*** Block opens ***
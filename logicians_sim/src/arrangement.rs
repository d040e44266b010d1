//! Arrangements as users type and read them.
//!
//! Users count positions and rounds from 1; the solver counts from 0.
//! Everything crossing that boundary goes through this module.

use crate::error::FrontendError;
use logicians_core::{Position, Round, World};
use rand::SeedableRng;
use rand_chacha::ChaCha8Rng;
use serde::{Serialize, Serializer};
use std::cmp::Ordering;
use std::fmt;

/// Marker printed for a logician who never says yes.
pub const NEVER: &str = "N";

/// Converts a 1-based position typed by the user into a solver position.
pub fn position_from_user(logician: usize, value: u64) -> Result<Position, FrontendError> {
    if value == 0 {
        return Err(FrontendError::ZeroPosition(logician + 1));
    }
    Position::try_from(value - 1).map_err(|_| FrontendError::InvalidNumber {
        what: "position",
        token: value.to_string(),
    })
}

/// Parses a 1-based arrangement such as `"1,3,5"` or `"1 3 5"`.
pub fn parse_arrangement(text: &str) -> Result<World, FrontendError> {
    text.split(|c: char| c == ',' || c.is_whitespace())
        .filter(|token| !token.is_empty())
        .enumerate()
        .map(|(logician, token)| {
            let value = token.parse::<u64>().map_err(|_| FrontendError::InvalidNumber {
                what: "position",
                token: token.to_string(),
            })?;
            position_from_user(logician, value)
        })
        .collect()
}

/// Draws a random arrangement of `num_logicians` on `num_positions`.
///
/// The same seed always gives the same arrangement.
pub fn random_arrangement(
    seed: u64,
    num_logicians: usize,
    num_positions: usize,
) -> Result<World, FrontendError> {
    if num_logicians > num_positions {
        return Err(logicians_core::SolveError::TooManyLogicians {
            logicians: num_logicians,
            positions: num_positions,
        }
        .into());
    }
    if num_positions > Position::MAX as usize + 1 {
        return Err(FrontendError::usage(format!(
            "{} positions do not fit the solver",
            num_positions
        )));
    }
    let mut rng = ChaCha8Rng::seed_from_u64(seed);
    Ok(rand::seq::index::sample(&mut rng, num_positions, num_logicians)
        .into_iter()
        .map(|position| position as Position)
        .collect())
}

/// Renders positions 1-based, space separated.
pub fn format_positions(world: &[Position]) -> String {
    world
        .iter()
        .map(|&p| (p as u32 + 1).to_string())
        .collect::<Vec<_>>()
        .join(" ")
}

/// Renders one first-yes value: the 1-based round, or [`NEVER`].
pub fn format_round(round: Option<Round>) -> String {
    match round {
        Some(round) => (u64::from(round) + 1).to_string(),
        None => NEVER.to_string(),
    }
}

/// Renders first-yes values space separated.
pub fn format_rounds(rounds: &[Option<Round>]) -> String {
    rounds
        .iter()
        .map(|&r| format_round(r))
        .collect::<Vec<_>>()
        .join(" ")
}

/// The line printed once a puzzle is solved.
pub fn answer_line(rounds: &[Option<Round>]) -> String {
    format!("First yes said in round: {}", format_rounds(rounds))
}

/// A first-yes round used as a sort key.
///
/// Orders by round number with "never" after every finite round, prints
/// like [`format_round`], and serializes as that string so it can key a
/// JSON object.
#[derive(Debug, Clone, Copy, PartialEq, Eq, Hash)]
pub struct FirstYes(pub Option<Round>);

impl Ord for FirstYes {
    fn cmp(&self, other: &Self) -> Ordering {
        match (self.0, other.0) {
            (Some(a), Some(b)) => a.cmp(&b),
            (Some(_), None) => Ordering::Less,
            (None, Some(_)) => Ordering::Greater,
            (None, None) => Ordering::Equal,
        }
    }
}

impl PartialOrd for FirstYes {
    fn partial_cmp(&self, other: &Self) -> Option<Ordering> {
        Some(self.cmp(other))
    }
}

impl fmt::Display for FirstYes {
    fn fmt(&self, f: &mut fmt::Formatter<'_>) -> fmt::Result {
        f.pad(&format_round(self.0))
    }
}

impl Serialize for FirstYes {
    fn serialize<S: Serializer>(&self, serializer: S) -> Result<S::Ok, S::Error> {
        serializer.serialize_str(&format_round(self.0))
    }
}

#[cfg(test)]
mod tests {
    use super::*;
    use proptest::prelude::*;

    #[test]
    fn test_parse_arrangement() {
        assert_eq!(parse_arrangement("1,3,5").unwrap(), vec![0, 2, 4]);
        assert_eq!(parse_arrangement(" 2  1\t4 ").unwrap(), vec![1, 0, 3]);
        assert_eq!(parse_arrangement("4, 2").unwrap(), vec![3, 1]);
        assert!(parse_arrangement("").unwrap().is_empty());
    }

    #[test]
    fn test_parse_arrangement_rejects_bad_tokens() {
        assert!(matches!(
            parse_arrangement("1,x"),
            Err(FrontendError::InvalidNumber { .. })
        ));
        assert!(matches!(
            parse_arrangement("2,0"),
            Err(FrontendError::ZeroPosition(2))
        ));
        assert!(matches!(
            parse_arrangement("300"),
            Err(FrontendError::InvalidNumber { .. })
        ));
    }

    #[test]
    fn test_random_arrangement_deterministic() {
        let a = random_arrangement(42, 3, 7).unwrap();
        let b = random_arrangement(42, 3, 7).unwrap();
        assert_eq!(a, b);
        assert_eq!(a.len(), 3);
        assert!(a.iter().all(|&p| p < 7));
        assert!(logicians_core::validate_world(7, &a).is_ok());
    }

    #[test]
    fn test_random_arrangement_too_many_logicians() {
        assert!(matches!(
            random_arrangement(1, 4, 3),
            Err(FrontendError::Solve(_))
        ));
    }

    #[test]
    fn test_format_rounds() {
        assert_eq!(format_rounds(&[Some(0), None, Some(2)]), "1 N 3");
        assert_eq!(format_positions(&[0, 4]), "1 5");
    }

    #[test]
    fn test_answer_line() {
        assert_eq!(answer_line(&[None, Some(0)]), "First yes said in round: N 1");
        assert_eq!(answer_line(&[]), "First yes said in round: ");
    }

    #[test]
    fn test_first_yes_orders_numerically_never_last() {
        let mut keys = vec![
            FirstYes(None),
            FirstYes(Some(9)),
            FirstYes(Some(1)),
            FirstYes(Some(0)),
        ];
        keys.sort();
        let shown: Vec<String> = keys.iter().map(ToString::to_string).collect();
        // "10" would sort before "2" as text
        assert_eq!(shown, ["1", "2", "10", "N"]);
    }

    proptest! {
        #[test]
        fn prop_random_arrangement_is_valid(
            seed in any::<u64>(),
            positions in 1usize..=20,
            logicians in 1usize..=20,
        ) {
            let logicians = logicians.min(positions);
            let world = random_arrangement(seed, logicians, positions).unwrap();
            prop_assert_eq!(world.len(), logicians);
            prop_assert!(logicians_core::validate_world(positions, &world).is_ok());
        }

        #[test]
        fn prop_formatted_positions_parse_back(seed in any::<u64>()) {
            let world = random_arrangement(seed, 4, 9).unwrap();
            prop_assert_eq!(parse_arrangement(&format_positions(&world)).unwrap(), world);
        }
    }
}
//! Logicians simulator front end
//!
//! Drives the deduction engine from the command line:
//! - **Interactive**: asks for the puzzle on stdin, prints the first-yes rounds
//! - **Direct / random**: arrangement from flags or from a seed
//! - **Scenarios**: named set-ups checked against the solver invariants
//! - **Sweep**: every arrangement of a given size
//!
//! Users count positions and rounds from 1; [`arrangement`] converts at the
//! boundary.

pub mod arrangement;
mod error;
mod exporter;
pub mod prompt;
mod runner;
pub mod scenarios;

pub use error::FrontendError;
pub use exporter::{RoundFrame, SolveExport};
pub use runner::{
    CheckedRun, ScenarioEntry, ScenarioResult, ScenarioRunner, ScenarioSummary, SweepReport,
};
//! Solver limits.

use crate::error::SolveError;
use crate::world::world_count;
use crate::Round;
use serde::{Deserialize, Serialize};
use tracing::warn;

/// Hard upper bound on line length. Positions are stored as `u8` and the
/// indexer tracks used slots in a `u64` mask.
pub const POSITION_CAP: usize = 32;

/// Resource limits for a simulation run.
///
/// The world count grows as `positions! / (positions - logicians)!`, so the
/// limits here are the only thing standing between a careless input and an
/// out-of-memory abort.
#[derive(Debug, Clone, PartialEq, Eq, Serialize, Deserialize)]
pub struct SolverConfig {
    /// Maximum number of positions on the line
    pub max_positions: usize,

    /// Maximum number of worlds the table may hold
    pub max_worlds: usize,

    /// Round at which the run is abandoned if no fixed point was reached
    pub max_rounds: Round,
}

impl Default for SolverConfig {
    fn default() -> Self {
        Self {
            max_positions: 20,
            max_worlds: 20_000_000,
            max_rounds: Round::MAX,
        }
    }
}

impl SolverConfig {
    /// Sets the maximum line length (clamped to [`POSITION_CAP`]).
    pub fn with_max_positions(mut self, positions: usize) -> Self {
        self.max_positions = positions.min(POSITION_CAP);
        self
    }

    /// Sets the maximum world-table size.
    pub fn with_max_worlds(mut self, worlds: usize) -> Self {
        self.max_worlds = worlds;
        self
    }

    /// Sets the round bound.
    pub fn with_max_rounds(mut self, rounds: Round) -> Self {
        self.max_rounds = rounds;
        self
    }

    /// Checks a puzzle size against these limits and returns its world count.
    pub fn admit(&self, num_logicians: usize, num_positions: usize) -> Result<usize, SolveError> {
        if num_logicians == 0 {
            return Err(SolveError::NoLogicians);
        }
        if num_positions > self.max_positions {
            return Err(SolveError::TooManyPositions {
                positions: num_positions,
                max: self.max_positions,
            });
        }
        if num_logicians > num_positions {
            return Err(SolveError::TooManyLogicians {
                logicians: num_logicians,
                positions: num_positions,
            });
        }

        let worlds = world_count(num_logicians, num_positions)
            .ok_or_else(|| SolveError::world_overflow(self.max_worlds))?;
        if worlds > self.max_worlds {
            warn!(
                "Refusing to enumerate {} worlds (limit {})",
                worlds, self.max_worlds
            );
            return Err(SolveError::WorldLimit {
                worlds: worlds.to_string(),
                max: self.max_worlds,
            });
        }
        Ok(worlds)
    }
}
*** Block closes ***
Starting at the first line of the records above, please copy each line exactly until you reach the line containing "use std::cmp::Ordering;". Include that line and stop there.

filename logicians_sim/src/arrangement.rs
repository d040e44266b010d1
//! Arrangements as users type and read them.
//!
//! Users count positions and rounds from 1; the solver counts from 0.
//! Everything crossing that boundary goes through this module.

use crate::error::FrontendError;
use logicians_core::{Position, Round, World};
use rand::SeedableRng;
use rand_chacha::ChaCha8Rng;
use serde::{Serialize, Serializer};
use std::cmp::Ordering;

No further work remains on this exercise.